Middle East

Syria unrest: Surgeon tells of Homs makeshift hospital

Jacques Beres (27 Feb 2012)
Image caption 'We just had to rinse our hands in alcohol and put our gloves on'

Jacques Beres is a 71-year-old surgeon, and co-founder and former member of the Medecins Sans Frontieres group. He has returned last week from the besieged Syrian city of Homs where, in a makeshift clinic, he managed to treat dozens of people wounded during weeks of bombardment. He told the BBC News website what he saw.

"I spent 12 days in Homs, arriving via Lebanon. We planned the trip for several weeks. It was very dangerous to enter illegally so I made the journey with the help of a chain of intermediaries.

"One met me at the airport in Beirut. I landed in the evening and by 09:00 the next morning I was already in Syria. I had a rest at a farm and then progressed to Qusayr [three miles (4.8km) south-west of Homs], where I worked for a few days before making the journey into Homs.

"I was scared. It is only reasonable to have some fear. Bombs are never normal. I can't really compare Homs to any other war zone I have worked in though - apart, perhaps, from Chechnya.

"Grozny is small and the town has a mixture of rural and urban areas. The houses in Homs are built in a similar way - there is no protection and, when they are hit, they collapse completely. Also, the ferocity of the attack and the repression are comparable.

"I was based in a makeshift operating theatre. Everyone is too scared to go to the state-run hospital - they are terrified of having a limb amputated, or of being kidnapped. Only the Syrian army soldiers go there now.

"It was just one operating theatre, in someone's home. It was badly lit, the electricity was frequently cut. It was minimal, very basic. Marie Colvin came to visit us three days before she died.

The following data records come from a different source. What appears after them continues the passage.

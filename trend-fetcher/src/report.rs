use serde::{Deserialize, Serialize};
use std::time::Duration;
use trendcast_core::TrendSource;

/// Outcome of one source call during a fetch pass.
#[derive(Debug, Clone, PartialEq, Serialize, Deserialize)]
pub struct SourceReport {
    pub source: TrendSource,
    pub ideas: usize,
    pub elapsed: Duration,
    pub error_code: Option<String>,
}

impl SourceReport {
    pub fn succeeded(&self) -> bool {
        self.error_code.is_none()
    }
}

#[derive(Debug, Clone, Default, PartialEq, Serialize, Deserialize)]
pub struct FetchSummary {
    pub total_ideas: usize,
    pub sources_responding: usize,
    pub sources_failed: usize,
    pub total_time: Duration,
}

impl FetchSummary {
    pub fn from_reports(reports: &[SourceReport]) -> Self {
        reports.iter().fold(Self::default(), |mut summary, report| {
            summary.total_ideas += report.ideas;
            summary.total_time += report.elapsed;
            if report.succeeded() {
                if report.ideas > 0 {
                    summary.sources_responding += 1;
                }
            } else {
                summary.sources_failed += 1;
            }
            summary
        })
    }
}
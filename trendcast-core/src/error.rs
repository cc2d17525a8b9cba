use crate::TrendSource;
use thiserror::Error;

#[derive(Error, Debug)]
pub enum CoreError {
    #[error("Trend source error: {0}")]
    TrendSource(#[from] TrendSourceError),

    #[error("LLM error: {0}")]
    Llm(#[from] LlmError),

    #[error("Configuration error: {0}")]
    Config(#[from] ConfigError),

    #[error("IO error: {0}")]
    Io(#[from] std::io::Error),

    #[error("Serialization error: {0}")]
    Serialization(#[from] serde_json::Error),

    #[error("Network error: {0}")]
    Network(#[from] reqwest::Error),

    #[error("Invalid input: {message}")]
    InvalidInput { message: String },

    #[error("Internal error: {message}")]
    Internal { message: String },
}

#[derive(Error, Debug, Clone)]
pub enum TrendSourceError {
    #[error("{origin} returned status {status_code}")]
    Unavailable { origin: TrendSource, status_code: u16 },

    #[error("Request to {origin} timed out")]
    RequestTimeout { origin: TrendSource },

    #[error("Request to {origin} failed: {reason}")]
    RequestFailed { origin: TrendSource, reason: String },

    #[error("Invalid response from {origin}: {details}")]
    InvalidResponse { origin: TrendSource, details: String },
}

impl TrendSourceError {
    pub fn origin(&self) -> TrendSource {
        match self {
            TrendSourceError::Unavailable { origin, .. }
            | TrendSourceError::RequestTimeout { origin }
            | TrendSourceError::RequestFailed { origin, .. }
            | TrendSourceError::InvalidResponse { origin, .. } => *origin,
        }
    }
}

#[derive(Error, Debug)]
pub enum LlmError {
    #[error("API key invalid or missing for {provider}")]
    InvalidApiKey { provider: String },

    #[error("Rate limit exceeded for {provider}")]
    RateLimitExceeded { provider: String },

    #[error("Model not available: {model}")]
    ModelNotAvailable { model: String },

    #[error("Provider service unavailable: {provider} (status {status_code})")]
    ServiceUnavailable { provider: String, status_code: u16 },

    #[error("Request timeout for {provider}")]
    RequestTimeout { provider: String },

    #[error("Request to {provider} rejected with status {status_code}: {body}")]
    RequestRejected {
        provider: String,
        status_code: u16,
        body: String,
    },

    #[error("Invalid response format from {provider}: {details}")]
    InvalidResponseFormat { provider: String, details: String },
}

#[derive(Error, Debug)]
pub enum ConfigError {
    #[error("Configuration file not found: {path}")]
    FileNotFound { path: String },

    #[error("Invalid value for {field}: {value}")]
    InvalidValue { field: String, value: String },

    #[error("Configuration validation failed: {reason}")]
    ValidationFailed { reason: String },

    #[error("Configuration parsing error: {0}")]
    Parse(#[from] toml::de::Error),
}
pub mod groq;
pub mod json;
pub mod prompts;

use trendcast_core::CoreError;

pub use groq::GroqProvider;
pub use json::{parse_reply, strip_code_fence};

/// A hosted text-completion model. One prompt in, one reply out.
pub trait LlmProvider {
    fn name(&self) -> &str;

    async fn complete(&self, prompt: &str, max_tokens: u32) -> Result<String, CoreError>;
}

impl<T: LlmProvider> LlmProvider for &T {
    fn name(&self) -> &str {
        (**self).name()
    }

    async fn complete(&self, prompt: &str, max_tokens: u32) -> Result<String, CoreError> {
        (**self).complete(prompt, max_tokens).await
    }
}
pub mod generator;
pub mod optimizer;
pub mod script;
pub mod template;

pub use generator::{fallback_ideas, sample_ideas, IdeaGenerator};
pub use optimizer::IdeaOptimizer;
pub use script::ScriptExpander;
pub use template::template_script;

Image caption Homs has been subjected to heavy shelling for nearly a month

"We did have running water but, as it was a private hospital, there was only water in some rooms - the bathroom and kitchen. There were no proper sterilisation facilities either - we just had to rinse our hands with alcohol and put them straight into our gloves.

"There was a Syrian team and a Syrian doctor who ran the hospital, who slept there and treated patients and kept everyone's morale up. There were other surgeons who came and helped when they could.

"I operated on 90 people. We couldn't help those who had been injured in the chest and the head, only those with wounds to the abdomen and below.

"The people there are convinced that they will win. They are very brave but they are also desperate at having been bombarded for so long. They think they have been abandoned.

"They are always watching television. The TV is always on, the news flows and they communicate via Facebook and Twitter. They know what is going on.

"I travelled there because it had to be done. It's an emergency. It helps them a lot to see someone from abroad helping them. Plus, I'm very experienced in this field. You can gain a lot yourself from such an experience too - these people are immensely brave. They just want their freedom, they want to get rid of the tyrant. I'd like to return if I can."